MicroCT plus 3D helps solve mysteries of lung disease

2012 10 17 10 37 33 363 Mammallung1 Thumb

A research group has combined microCT with image processing tools to create a 3D rendering of the pulmonary acinus, which could enhance understanding of lung diseases. The model could also help clarify the role of acini in drug delivery, as sites where gases and blood mix in the lung.

The 3D model, which reveals the length, direction, and angles of the respiratory branches that lead to alveoli, allows the assessment of branch morphometry at the acinar level, according to the group led by senior author Eric Hoffman, PhD, a professor of radiology, medicine, and biomedical engineering at the University of Iowa.

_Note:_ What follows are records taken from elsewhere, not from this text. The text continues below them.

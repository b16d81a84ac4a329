#![allow(clippy::unwrap_used)]
// Integration tests for `HassSocket` against a scripted local WebSocket server.

use std::time::Duration;

use futures_util::{SinkExt, StreamExt};
use pretty_assertions::assert_eq;
use secrecy::SecretString;
use serde_json::{Value, json};
use tokio::net::{TcpListener, TcpStream};
use tokio_tungstenite::tungstenite::Message;
use tokio_tungstenite::WebSocketStream;
use tokio_util::sync::CancellationToken;
use url::Url;

use hassflow_api::{Error, HassSocket, ReconnectConfig, SocketConfig};

const TOKEN: &str = "llat-test";

type ServerWs = WebSocketStream<TcpStream>;

// ── Scripted server helpers ─────────────────────────────────────────

async fn bind() -> (TcpListener, Url) {
    let listener = TcpListener::bind("127.0.0.1:0").await.unwrap();
    let addr = listener.local_addr().unwrap();
    let url = Url::parse(&format!("ws://{addr}/api/websocket")).unwrap();
    (listener, url)
}

async fn accept(listener: &TcpListener) -> ServerWs {
    let (tcp, _) = listener.accept().await.unwrap();
    tokio_tungstenite::accept_async(tcp).await.unwrap()
}

async fn recv_json(ws: &mut ServerWs) -> Value {
    loop {
        if let Message::Text(text) = ws.next().await.unwrap().unwrap() {
            return serde_json::from_str(text.as_str()).unwrap();
        }
    }
}

async fn send_json(ws: &mut ServerWs, value: Value) {
    ws.send(Message::text(value.to_string())).await.unwrap();
}

async fn handshake(ws: &mut ServerWs) {
    send_json(ws, json!({ "type": "auth_required", "ha_version": "2026.10.1" })).await;
    let auth = recv_json(ws).await;
    assert_eq!(auth["type"], "auth");
    assert_eq!(auth["access_token"], TOKEN);
    send_json(ws, json!({ "type": "auth_ok", "ha_version": "2026.10.1" })).await;
}

/// Keep the connection open until the client goes away.
async fn drain(mut ws: ServerWs) {
    while let Some(Ok(_)) = ws.next().await {}
}

fn config(url: Url) -> SocketConfig {
    let mut config = SocketConfig::new(url, SecretString::from(TOKEN.to_string()));
    config.timeout = Duration::from_secs(5);
    config.reconnect = ReconnectConfig {
        initial_delay: Duration::from_millis(10),
        max_delay: Duration::from_millis(50),
        max_retries: Some(0),
    };
    config
}

async fn expect_subscribe(ws: &mut ServerWs) -> u64 {
    let cmd = recv_json(ws).await;
    assert_eq!(cmd["type"], "subscribe_entities");
    let id = cmd["id"].as_u64().unwrap();
    send_json(ws, json!({ "id": id, "type": "result", "success": true, "result": null })).await;
    id
}

// ── Handshake ───────────────────────────────────────────────────────

#[tokio::test]
async fn test_connect_authenticates_and_reports_version() {
    let (listener, url) = bind().await;
    let server = tokio::spawn(async move {
        let mut ws = accept(&listener).await;
        handshake(&mut ws).await;
        drain(ws).await;
    });

    let socket = HassSocket::connect(config(url), CancellationToken::new())
        .await
        .unwrap();
    assert_eq!(socket.ha_version(), "2026.10.1");

    socket.close();
    server.await.unwrap();
}

#[tokio::test]
async fn test_rejected_token_is_authentication_error() {
    let (listener, url) = bind().await;
    tokio::spawn(async move {
        let mut ws = accept(&listener).await;
        send_json(&mut ws, json!({ "type": "auth_required" })).await;
        let _auth = recv_json(&mut ws).await;
        send_json(&mut ws, json!({ "type": "auth_invalid", "message": "Invalid access token or password" })).await;
    });

    let result = HassSocket::connect(config(url), CancellationToken::new()).await;
    match result {
        Err(Error::Authentication { message }) => {
            assert_eq!(message, "Invalid access token or password");
        }
        Err(other) => panic!("expected Authentication error, got: {other:?}"),
        Ok(_) => panic!("expected Authentication error, got a session"),
    }
}

// ── Entity subscription ─────────────────────────────────────────────

#[tokio::test]
async fn test_subscription_publishes_full_snapshots() {
    let (listener, url) = bind().await;
    let server = tokio::spawn(async move {
        let mut ws = accept(&listener).await;
        handshake(&mut ws).await;
        let id = expect_subscribe(&mut ws).await;
        send_json(&mut ws, json!({
            "id": id, "type": "event",
            "event": { "a": {
                "sensor.temp": { "s": "20.5", "a": { "unit_of_measurement": "°C" }, "c": "ctx1", "lc": 1_700_000_000.0 },
                "light.kitchen": { "s": "off", "a": {}, "c": "ctx2", "lc": 1_700_000_000.0 }
            } }
        })).await;
        send_json(&mut ws, json!({
            "id": id, "type": "event",
            "event": { "c": { "sensor.temp": { "+": { "s": "21.0", "lc": 1_700_000_060.0 } } } }
        })).await;
        drain(ws).await;
    });

    let socket = HassSocket::connect(config(url), CancellationToken::new())
        .await
        .unwrap();
    let mut feed = socket.subscribe_entities().await.unwrap();

    let first = feed.next().await.unwrap();
    assert_eq!(first.len(), 2);
    assert_eq!(first["sensor.temp"].state, "20.5");

    let second = feed.next().await.unwrap();
    assert_eq!(second["sensor.temp"].state, "21.0");
    assert_eq!(second["sensor.temp"].attributes["unit_of_measurement"], "°C");
    assert_eq!(second["light.kitchen"].state, "off");

    // A late subscriber starts from the newest snapshot.
    let mut late = socket.subscribe_entities().await.unwrap();
    let seeded = late.next().await.unwrap();
    assert_eq!(seeded["sensor.temp"].state, "21.0");

    socket.close();
    assert!(feed.next().await.is_none());
    server.await.unwrap();
}

#[tokio::test]
async fn test_reconnect_resubscribes() {
    let (listener, url) = bind().await;
    let server = tokio::spawn(async move {
        let mut ws = accept(&listener).await;
        handshake(&mut ws).await;
        let id = expect_subscribe(&mut ws).await;
        send_json(&mut ws, json!({
            "id": id, "type": "event",
            "event": { "a": { "switch.fan": { "s": "off", "lc": 1_700_000_000.0 } } }
        })).await;
        drop(ws);

        let mut ws = accept(&listener).await;
        handshake(&mut ws).await;
        let id = expect_subscribe(&mut ws).await;
        send_json(&mut ws, json!({
            "id": id, "type": "event",
            "event": { "a": { "switch.fan": { "s": "on", "lc": 1_700_000_100.0 } } }
        })).await;
        drain(ws).await;
    });

    let mut config = config(url);
    config.reconnect.max_retries = Some(5);
    let socket = HassSocket::connect(config, CancellationToken::new())
        .await
        .unwrap();
    let mut feed = socket.subscribe_entities().await.unwrap();

    assert_eq!(feed.next().await.unwrap()["switch.fan"].state, "off");
    assert_eq!(feed.next().await.unwrap()["switch.fan"].state, "on");

    socket.close();
    server.await.unwrap();
}

// ── Commands ────────────────────────────────────────────────────────

#[tokio::test]
async fn test_call_service_round_trip() {
    let (listener, url) = bind().await;
    let server = tokio::spawn(async move {
        let mut ws = accept(&listener).await;
        handshake(&mut ws).await;

        let cmd = recv_json(&mut ws).await;
        assert_eq!(cmd["type"], "call_service");
        assert_eq!(cmd["domain"], "light");
        assert_eq!(cmd["service"], "turn_on");
        assert_eq!(cmd["service_data"], json!({ "brightness": 128 }));
        assert_eq!(cmd["target"], json!({ "entity_id": "light.kitchen" }));
        send_json(&mut ws, json!({
            "id": cmd["id"], "type": "result", "success": true,
            "result": { "context": { "id": "ctx9" } }
        })).await;

        let cmd = recv_json(&mut ws).await;
        send_json(&mut ws, json!({
            "id": cmd["id"], "type": "result", "success": false,
            "error": { "code": "not_found", "message": "Service light.explode not found." }
        })).await;

        drain(ws).await;
    });

    let socket = HassSocket::connect(config(url), CancellationToken::new())
        .await
        .unwrap();

    let result = socket
        .call_service(
            "light",
            "turn_on",
            Some(json!({ "brightness": 128 })),
            Some(json!({ "entity_id": "light.kitchen" })),
        )
        .await
        .unwrap();
    assert_eq!(result["context"]["id"], "ctx9");

    let err = socket
        .call_service("light", "explode", None, None)
        .await
        .unwrap_err();
    assert!(err.is_not_found(), "expected not_found, got: {err:?}");

    socket.close();
    server.await.unwrap();
}

#[tokio::test]
async fn test_dropped_connection_fails_pending_command() {
    let (listener, url) = bind().await;
    tokio::spawn(async move {
        let mut ws = accept(&listener).await;
        handshake(&mut ws).await;
        let _cmd = recv_json(&mut ws).await;
        drop(ws);
    });

    let socket = HassSocket::connect(config(url), CancellationToken::new())
        .await
        .unwrap();

    let err = socket
        .call_service("switch", "toggle", None, None)
        .await
        .unwrap_err();
    assert!(matches!(err, Error::Disconnected), "got: {err:?}");

    // max_retries = 0: the session gives up instead of reconnecting.
    tokio::time::timeout(Duration::from_secs(5), async {
        while !socket.is_closed() {
            tokio::time::sleep(Duration::from_millis(10)).await;
        }
    })
    .await
    .unwrap();
}

#[tokio::test]
async fn test_get_states_parses_rest_shaped_entities() {
    let (listener, url) = bind().await;
    let server = tokio::spawn(async move {
        let mut ws = accept(&listener).await;
        handshake(&mut ws).await;

        let cmd = recv_json(&mut ws).await;
        assert_eq!(cmd["type"], "get_states");
        send_json(&mut ws, json!({
            "id": cmd["id"], "type": "result", "success": true,
            "result": [{
                "entity_id": "sun.sun",
                "state": "below_horizon",
                "attributes": { "elevation": -12.5 },
                "last_changed": "2026-10-19T04:00:00+00:00",
                "last_updated": "2026-10-19T04:10:00+00:00",
                "context": { "id": "ctx", "parent_id": null, "user_id": null }
            }]
        })).await;
        drain(ws).await;
    });

    let socket = HassSocket::connect(config(url), CancellationToken::new())
        .await
        .unwrap();
    let states = socket.get_states().await.unwrap();
    assert_eq!(states.len(), 1);
    assert_eq!(states[0].entity_id, "sun.sun");
    assert_eq!(states[0].attributes["elevation"], -12.5);

    socket.close();
    server.await.unwrap();
}
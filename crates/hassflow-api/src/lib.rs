// hassflow-api: Async Rust client for the Home Assistant WebSocket and REST APIs

pub mod entities;
pub mod error;
pub mod rest;
pub mod transport;
pub mod websocket;

pub use entities::{Context, EntityMap, HassEntity};
pub use error::Error;
pub use rest::{ApiStatus, InstanceConfig, RestClient};
pub use transport::{TlsMode, TransportConfig};
pub use websocket::{EntityFeed, HassSocket, ReconnectConfig, SocketConfig};
// ── Snapshot store ──
//
// Holds the latest and previous full snapshots. Reads are lock-free
// (`arc-swap`); the runtime's ingestion path is the only writer.

use std::sync::Arc;

use arc_swap::ArcSwapOption;
use serde_json::Value;

use crate::error::CoreError;
use crate::model::{EntityState, Snapshot};

#[derive(Debug, Default)]
pub struct SnapshotStore {
    current: ArcSwapOption<Snapshot>,
    previous: ArcSwapOption<Snapshot>,
}

impl SnapshotStore {
    pub fn new() -> Self {
        Self::default()
    }

    pub fn current(&self) -> Option<Arc<Snapshot>> {
        self.current.load_full()
    }

    pub fn previous(&self) -> Option<Arc<Snapshot>> {
        self.previous.load_full()
    }

    pub fn is_ready(&self) -> bool {
        self.current.load().is_some()
    }

    /// Current or previous snapshot, `NotReady` before the first ingestion.
    pub fn select(&self, use_previous: bool) -> Result<Arc<Snapshot>, CoreError> {
        let slot = if use_previous {
            &self.previous
        } else {
            &self.current
        };
        slot.load_full().ok_or(CoreError::NotReady)
    }

    pub fn get(&self, entity_id: &str, use_previous: bool) -> Result<EntityState, CoreError> {
        self.select(use_previous)?
            .get(entity_id)
            .cloned()
            .ok_or_else(|| CoreError::UnknownEntity {
                entity_id: entity_id.to_owned(),
            })
    }

    pub fn get_attribute(
        &self,
        entity_id: &str,
        attribute: &str,
        use_previous: bool,
    ) -> Result<Value, CoreError> {
        let snapshot = self.select(use_previous)?;
        let entity = snapshot
            .get(entity_id)
            .ok_or_else(|| CoreError::UnknownEntity {
                entity_id: entity_id.to_owned(),
            })?;
        entity
            .attribute(attribute)
            .cloned()
            .ok_or_else(|| CoreError::UnknownAttribute {
                entity_id: entity_id.to_owned(),
                attribute: attribute.to_owned(),
            })
    }

    /// Rotate `current` into `previous` and install `snapshot`.
    ///
    /// On the very first ingestion `previous` is seeded with the same
    /// snapshot. Returns `true` for that first ingestion.
    pub fn ingest(&self, snapshot: Arc<Snapshot>) -> bool {
        match self.current.swap(Some(Arc::clone(&snapshot))) {
            Some(prior) => {
                self.previous.store(Some(prior));
                false
            }
            None => {
                self.previous.store(Some(snapshot));
                true
            }
        }
    }
}

#[cfg(test)]
#[allow(clippy::unwrap_used)]
mod tests {
    use super::*;
    use serde_json::json;

    fn snap(temp: &str) -> Arc<Snapshot> {
        Arc::new(Snapshot::new().with(
            EntityState::new("sensor.temp", temp).with_attribute("unit_of_measurement", "°C"),
        ))
    }

    #[test]
    fn empty_store_is_not_ready() {
        let store = SnapshotStore::new();
        assert!(!store.is_ready());
        assert!(matches!(store.get("sensor.temp", false), Err(CoreError::NotReady)));
        assert!(matches!(store.get("sensor.temp", true), Err(CoreError::NotReady)));
    }

    #[test]
    fn first_ingestion_seeds_previous() {
        let store = SnapshotStore::new();
        assert!(store.ingest(snap("20")));
        assert_eq!(store.get("sensor.temp", false).unwrap().state, "20");
        assert_eq!(store.get("sensor.temp", true).unwrap().state, "20");
    }

    #[test]
    fn later_ingestions_rotate() {
        let store = SnapshotStore::new();
        store.ingest(snap("20"));
        assert!(!store.ingest(snap("25")));
        store.ingest(snap("30"));
        assert_eq!(store.get("sensor.temp", false).unwrap().state, "30");
        assert_eq!(store.get("sensor.temp", true).unwrap().state, "25");
    }

    #[test]
    fn lookups_distinguish_missing_entity_and_attribute() {
        let store = SnapshotStore::new();
        store.ingest(snap("20"));
        assert!(matches!(
            store.get("sensor.ghost", false),
            Err(CoreError::UnknownEntity { .. })
        ));
        assert!(matches!(
            store.get_attribute("sensor.temp", "battery", false),
            Err(CoreError::UnknownAttribute { .. })
        ));
        assert_eq!(
            store.get_attribute("sensor.temp", "unit_of_measurement", false).unwrap(),
            json!("°C")
        );
    }
}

"Advanced technologies are now allowing us to image the actual structure of the most peripheral respiratory units of the lung," Hoffman told AuntMinnie.com. "By such imaging, we can now better understand how to model the deposition of inhaled particles within the lung, providing potential for new insights into the lung's response to inhaled pollutants or to model new delivery systems for inhaled drugs. The methodologies can now also be applied to excised portions of lung from patients with lung disease to better understand the peripheral disease processes."

While the model was derived from mice, the team believes it can be easily adapted for human imaging. The group included first author Dragos Vasilescu, PhD, now a postdoctoral research fellow at the University of British Columbia. Vasilescu based his thesis on the research while at the University of Iowa. Their results were published online earlier this month in the Proceedings of the National Academy of Sciences.

3D rendering of mouse pulmonary acini
3D rendering of mouse pulmonary acini. Image courtesy of Dragos Vasilescu, PhD; the University of Iowa; and the University of British Columbia.

Increasing disease understanding

With recent improvements in microCT imaging, the researchers became interested in applying imaging and image processing approaches to the mouse lung, hoping to take advantage of genetically altered mice to better understand disease processes to the level of individual alveoli, or air sacs, Hoffman said.

The Iowa researchers teamed with lung pathology experts Dr. Ewald Weibel, from the University of Bern in Switzerland, and Dr. Matthias Ochs, from Hannover Medical School in Germany, on the project.

"We have used our expertise in advanced CT imaging together with Drs. Weibel and Och's expertise to establish the methodologies for fixing the mouse lung in such a way as to preserve the in vivo structure, keeping the air spaces air filled," Hoffman said. "[This allowed] us to use some unique approaches to x-ray imaging to link microCT images of the in vivo lung to the ex vivo scans, such that we are able to establish the link between structure and function."

Image processing protocol

The image processing protocol takes the sampling methodologies and stereological assessment tools originally developed for use with microscopy and applies them to CT images. Interior scans of the parenchyma were performed at a resolution of 2 µm, which enabled the reconstruction and quantitative study of whole acini via image analysis and stereologic methods, according to the authors.

Because they imaged the lung in vivo and then ex vivo, the researchers were able to link the same locations of the lung both in vivo and ex vivo.

"By then using sampling principles established to help the microscopist subsample the lung in such a way that the subsamples were representative of the whole lung, we were able to direct the ultrahigh-resolution microCT scanner to focus in on specific areas of the lung and to provide 3D images of local acini, such that the small subset of reconstructed acini are representative of the whole lung, allowing us to make inferences regarding number and sizes of the peripheral lung components," he said.

The 3D reconstructions compared well with the architecture of silicon rubber casts of mouse acini, according to the researchers.

Working with 22 pulmonary acini culled from young and old mice, the team reconstructed the acini based on microCT imaging of scanned lungs both in the mice and also lungs extracted from them. These extracted lungs were preserved to keep the anatomy intact, and the researchers were able to use their technique to measure an acinus, estimate the number of acini for each mouse lung, and count the alveoli and measure their surface area, according to the researchers.

There are some limitations with the technique that still need to be overcome, including the long scanning times that are required to get such fine resolution, Hoffman said.

"With improved detectors, new methods of reconstructing the images with reduced noise, and solutions to eliminate other imaging-based artifacts, we will be able to obtain images faster and with less need for complicated image processing methodologies," he said. "By shortening the scan times and automating imaging and image analysis, the methodology can be applied to a larger number of lungs."

Human lungs

The researchers would now like to apply their methodology to human lung samples with the goal of answering some very basic questions regarding disease processes, Hoffman said. For example, recent research from Dr. James Hogg at the University of British Columbia found that the earliest process in the development of smoking-associated emphysema involves a loss of peripheral airways before alveolar destruction.

"The imaging methodologies we present can help to further explore this finding," Hoffman said. "Such a finding could lead to a better understanding of the root cause of the disease process."

In the next phase of the researchers' work, they plan to apply their methodology to mouse models of lung disease as well as human lung samples.

The current research received funding from the U.S. National Institutes of Health, the U.S. National Science Foundation, and the Swiss National Science Foundation.